The two-day event kicked off with a presentation from former West Virginia Gov. Bob Wise, who now represents the Alliance for Excellent Education. Conference participants also were briefed on the federal Every Student Succeeds Act and sat in on two panel discussions, including a presentation on mid-term elections and the impact on Congress and education from Washington, D.C. insiders.
On Tuesday educators spent the day on Capitol Hill meeting with federal lawmakers and their staffs. The agenda for these meetings focused on the federal education budget, DACA, and immigration, as well as school safety.
“As informed educators, we need to be present in Washington, D.C. and saying you’re a California educator doesn’t open doors in the offices of lawmakers from Georgia and Iowa,” said ACSA President Holly Edds. “But when you go to the offices representing a national organization like NASS, the doors open and the opportunity to tell real-world stories becomes possible.”

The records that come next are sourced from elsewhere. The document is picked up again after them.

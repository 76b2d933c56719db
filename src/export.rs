//! Export types for serializing the plant graph.
//!
//! These types provide a flat, name-resolved representation of the built
//! graph suitable for JSON export and for the `info` summary.

use std::collections::BTreeMap;

use serde::{Deserialize, Serialize};

use crate::fact::Relation;
use crate::graph::{PlantGraph, PlantSide};

/// Exported component.
#[derive(Debug, Clone, PartialEq, Eq, Serialize, Deserialize)]
pub struct NodeExport {
    pub name: String,
    /// Class the component last appeared under.
    pub category: String,
    pub side: PlantSide,
}

/// Exported relation.
#[derive(Debug, Clone, PartialEq, Eq, Serialize, Deserialize)]
pub struct EdgeExport {
    pub subject: String,
    pub predicate: String,
    pub object: String,
    pub subject_class: String,
    pub object_class: String,
    #[serde(default, skip_serializing_if = "Option::is_none")]
    pub source_page: Option<String>,
}

/// Full graph snapshot.
#[derive(Debug, Clone, PartialEq, Eq, Serialize, Deserialize)]
pub struct GraphExport {
    pub nodes: Vec<NodeExport>,
    pub edges: Vec<EdgeExport>,
}

impl GraphExport {
    pub fn from_graph(graph: &PlantGraph) -> Self {
        let nodes = graph
            .nodes()
            .map(|n| NodeExport {
                name: n.name.clone(),
                category: n.category.clone(),
                side: n.side(),
            })
            .collect();
        let edges = graph
            .edges()
            .map(|(s, o, e)| EdgeExport {
                subject: s.name.clone(),
                predicate: e.label.clone(),
                object: o.name.clone(),
                subject_class: e.subject_class.clone(),
                object_class: e.object_class.clone(),
                source_page: e.source_page.clone(),
            })
            .collect();
        Self { nodes, edges }
    }
}

/// Counts and groupings shown by `info`.
#[derive(Debug, Clone, PartialEq, Eq, Serialize, Deserialize)]
pub struct GraphSummary {
    pub nodes: usize,
    pub edges: usize,
    /// Component names per plant side, in load order. Empty sides are omitted.
    pub sides: Vec<(PlantSide, Vec<String>)>,
    /// Edge count per relation label.
    pub relations: BTreeMap<String, usize>,
    /// Labels outside the declared relation ontology, sorted.
    pub undeclared: Vec<String>,
}

impl GraphSummary {
    pub fn from_graph(graph: &PlantGraph) -> Self {
        let sides = PlantSide::ALL
            .into_iter()
            .map(|side| {
                let names: Vec<String> = graph
                    .nodes()
                    .filter(|n| n.side() == side)
                    .map(|n| n.name.clone())
                    .collect();
                (side, names)
            })
            .filter(|(_, names)| !names.is_empty())
            .collect();

        let mut relations = BTreeMap::new();
        for (_, _, edge) in graph.edges() {
            *relations.entry(edge.label.clone()).or_insert(0) += 1;
        }

        let undeclared = relations
            .keys()
            .filter(|label| Relation::parse(label).is_none())
            .cloned()
            .collect();

        Self {
            nodes: graph.node_count(),
            edges: graph.edge_count(),
            sides,
            relations,
            undeclared,
        }
    }
}

impl std::fmt::Display for GraphSummary {
    fn fmt(&self, f: &mut std::fmt::Formatter<'_>) -> std::fmt::Result {
        writeln!(f, "Plant graph: {} components, {} relations", self.nodes, self.edges)?;
        for (side, names) in &self.sides {
            writeln!(f, "  {side} ({}):", names.len())?;
            for name in names {
                writeln!(f, "    - {name}")?;
            }
        }
        if !self.relations.is_empty() {
            writeln!(f, "  relations:")?;
            for (label, count) in &self.relations {
                writeln!(f, "    {label}: {count}")?;
            }
        }
        if !self.undeclared.is_empty() {
            writeln!(f, "  undeclared relations: {}", self.undeclared.join(", "))?;
        }
        Ok(())
    }
}

#[cfg(test)]
mod tests {
    use super::*;
    use crate::fact::Fact;

    fn plant() -> PlantGraph {
        PlantGraph::build(&[
            Fact::new("Compressor", "Compressor", "feeds", "Condenser", "Condenser"),
            Fact::new("Thermostat", "Controller", "triggers", "Compressor", "Compressor")
                .with_source_page("7"),
            Fact::new("Condenser", "Condenser", "feeds", "Receiver", "Tank"),
        ])
    }

    #[test]
    fn export_lists_nodes_and_edges() {
        let export = GraphExport::from_graph(&plant());
        assert_eq!(export.nodes.len(), 4);
        assert_eq!(export.edges.len(), 3);
        assert_eq!(export.nodes[3].side, PlantSide::Other);
        assert_eq!(export.edges[1].source_page.as_deref(), Some("7"));

        let json = serde_json::to_string(&export).unwrap();
        assert!(json.contains("\"side\":\"high-side\""));
    }

    #[test]
    fn summary_groups_by_side() {
        let summary = GraphSummary::from_graph(&plant());
        assert_eq!(summary.nodes, 4);
        assert_eq!(summary.relations["feeds"], 2);
        assert_eq!(
            summary.sides[0],
            (
                PlantSide::HighSide,
                vec!["Compressor".to_string(), "Condenser".to_string()]
            )
        );
        assert!(summary.sides.iter().all(|(_, names)| !names.is_empty()));
        assert!(summary.undeclared.is_empty());
        let text = summary.to_string();
        assert!(text.contains("control (1):"));
        assert!(!text.contains("undeclared"));
    }

    #[test]
    fn summary_flags_undeclared_relations() {
        let graph = PlantGraph::build(&[
            Fact::new("Compressor", "Compressor", "feeds", "Condenser", "Condenser"),
            Fact::new("Seawater Pump", "Pipe", "cools", "Condenser", "Condenser"),
            Fact::new("Oil Separator", "Pipe", "Feeds", "Compressor", "Compressor"),
            Fact::new("Receiver", "Pipe", "cools", "Compressor", "Compressor"),
        ]);
        let summary = GraphSummary::from_graph(&graph);
        assert_eq!(summary.relations["cools"], 2);
        assert_eq!(summary.undeclared, ["Feeds", "cools"]);
        assert!(
            summary
                .to_string()
                .contains("undeclared relations: Feeds, cools")
        );
    }
}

At the NASS conference, Roach presented Kevin Fitzgerald of Caesar Rodney School District in Delaware with the 2018 NASS Superintendent of the Year award. Fitzgerald has been CRSD superintendent since 2007, previously serving as a principal and assistant principal at a district high school. Fitzgerald’s experience also includes more than 13 years as a classroom social studies teacher.
“Students need a visionary who is willing to consider the entire population and how equitable practices can be used to build our next generation of leaders,” Roach said. “Kevin Fitzgerald is that visionary and he’s guided by a strategy that captures community values and most importantly, his students.”
ACSA member Robert Martinez, assistant superintendent of Fairfield-Suisun Unified School District, was part of the group of California participants and sat in on the ESSA hearing prior to meeting with federal lawmakers. He believes NASS has an opportunity to make a substantive change at the federal level by leveraging the ideas and concepts of members from across the country.
“We come from different communities and different school environments and we have unique experiences and ideas,” he said. “But everything we do is about students and when you put the muscle of a nationwide organization behind the mission of supporting students, you can turn a lot of heads.